An efficient and perceptually motivated auditory neural encoding and decoding algorithm for spiking neural networks
Zihan Pan, Yansong Chua, Jibin Wu, Malu Zhang, Haizhou Li, and, Eliathamby Ambikairajah

TL;DR
This paper introduces a biologically inspired auditory encoding and decoding scheme for spiking neural networks, improving speech processing by incorporating psychoacoustic principles and providing new datasets for benchmarking.
Contribution
The paper presents BAE, a novel auditory encoding scheme that emulates human auditory processing, and releases two spike-based speech datasets for research benchmarking.
Findings
BAE achieves high perceptual quality as measured by PESQ.
Speech recognition experiments show improved performance with BAE.

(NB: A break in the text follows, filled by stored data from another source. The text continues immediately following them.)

use axum::http::StatusCode;
use axum::response::IntoResponse;
use serde_json::json;

use shelflife_infra::automation::StageError;
use shelflife_infra::repository::RepositoryError;
use shelflife_infra::sync::SyncStoreError;

pub fn json_error(
    status: StatusCode,
    code: &'static str,
    message: impl Into<String>,
) -> axum::response::Response {
    (
        status,
        axum::Json(json!({
            "error": code,
            "message": message.into(),
        })),
    )
        .into_response()
}

pub fn sync_error_to_response(err: SyncStoreError) -> axum::response::Response {
    let message = err.to_string();
    match err {
        SyncStoreError::NotFound(_) => json_error(StatusCode::NOT_FOUND, "not_found", message),
        SyncStoreError::StoreIsolation => {
            json_error(StatusCode::FORBIDDEN, "store_isolation", message)
        }
        SyncStoreError::AttemptsExhausted(_) => {
            json_error(StatusCode::CONFLICT, "attempts_exhausted", message)
        }
        SyncStoreError::InvalidTransition(_) | SyncStoreError::ClaimLost(_) => {
            json_error(StatusCode::CONFLICT, "invalid_transition", message)
        }
        SyncStoreError::AlreadyExists(_) => json_error(StatusCode::CONFLICT, "conflict", message),
        SyncStoreError::Storage(_) => {
            json_error(StatusCode::INTERNAL_SERVER_ERROR, "store_error", message)
        }
    }
}

pub fn repository_error_to_response(err: RepositoryError) -> axum::response::Response {
    let message = err.to_string();
    match err {
        RepositoryError::NotFound(_) => json_error(StatusCode::NOT_FOUND, "not_found", message),
        RepositoryError::StoreIsolation => {
            json_error(StatusCode::FORBIDDEN, "store_isolation", message)
        }
        RepositoryError::Validation(_) => {
            json_error(StatusCode::BAD_REQUEST, "validation_error", message)
        }
        RepositoryError::Storage(_) => {
            json_error(StatusCode::INTERNAL_SERVER_ERROR, "store_error", message)
        }
    }
}

pub fn stage_error_to_response(err: StageError) -> axum::response::Response {
    match err {
        StageError::Repository(e) => repository_error_to_response(e),
        StageError::Queue(e) => sync_error_to_response(e),
        StageError::Analysis(e) => {
            json_error(StatusCode::UNPROCESSABLE_ENTITY, "analysis_error", e.to_string())
        }
        StageError::Aborted(msg) => json_error(StatusCode::INTERNAL_SERVER_ERROR, "aborted", msg),
    }
}

pub fn invalid_id(what: &str, raw: &str) -> axum::response::Response {
    json_error(
        StatusCode::BAD_REQUEST,
        "invalid_id",
        format!("{what} is not a valid id: {raw}"),
    )
}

Two new spike-based speech datasets are introduced for benchmarking.
Abstract
Auditory front-end is an integral part of a spiking neural network (SNN) when performing auditory cognitive tasks. It encodes the temporal dynamic stimulus, such as speech and audio, into an efficient, effective and reconstructable spike pattern to facilitate the subsequent processing. However, most of the auditory front-ends in current studies have not made use of recent findings in psychoacoustics and physiology concerning human listening. In this paper, we propose a neural encoding and decoding scheme that is optimized for speech processing. The neural encoding scheme, that we call Biologically plausible Auditory Encoding (BAE), emulates the functions of the perceptual components of the human auditory system, that include the cochlear filter bank, the inner hair cells, auditory masking effects from psychoacoustic models, and the spike neural encoding by the auditory nerve. We…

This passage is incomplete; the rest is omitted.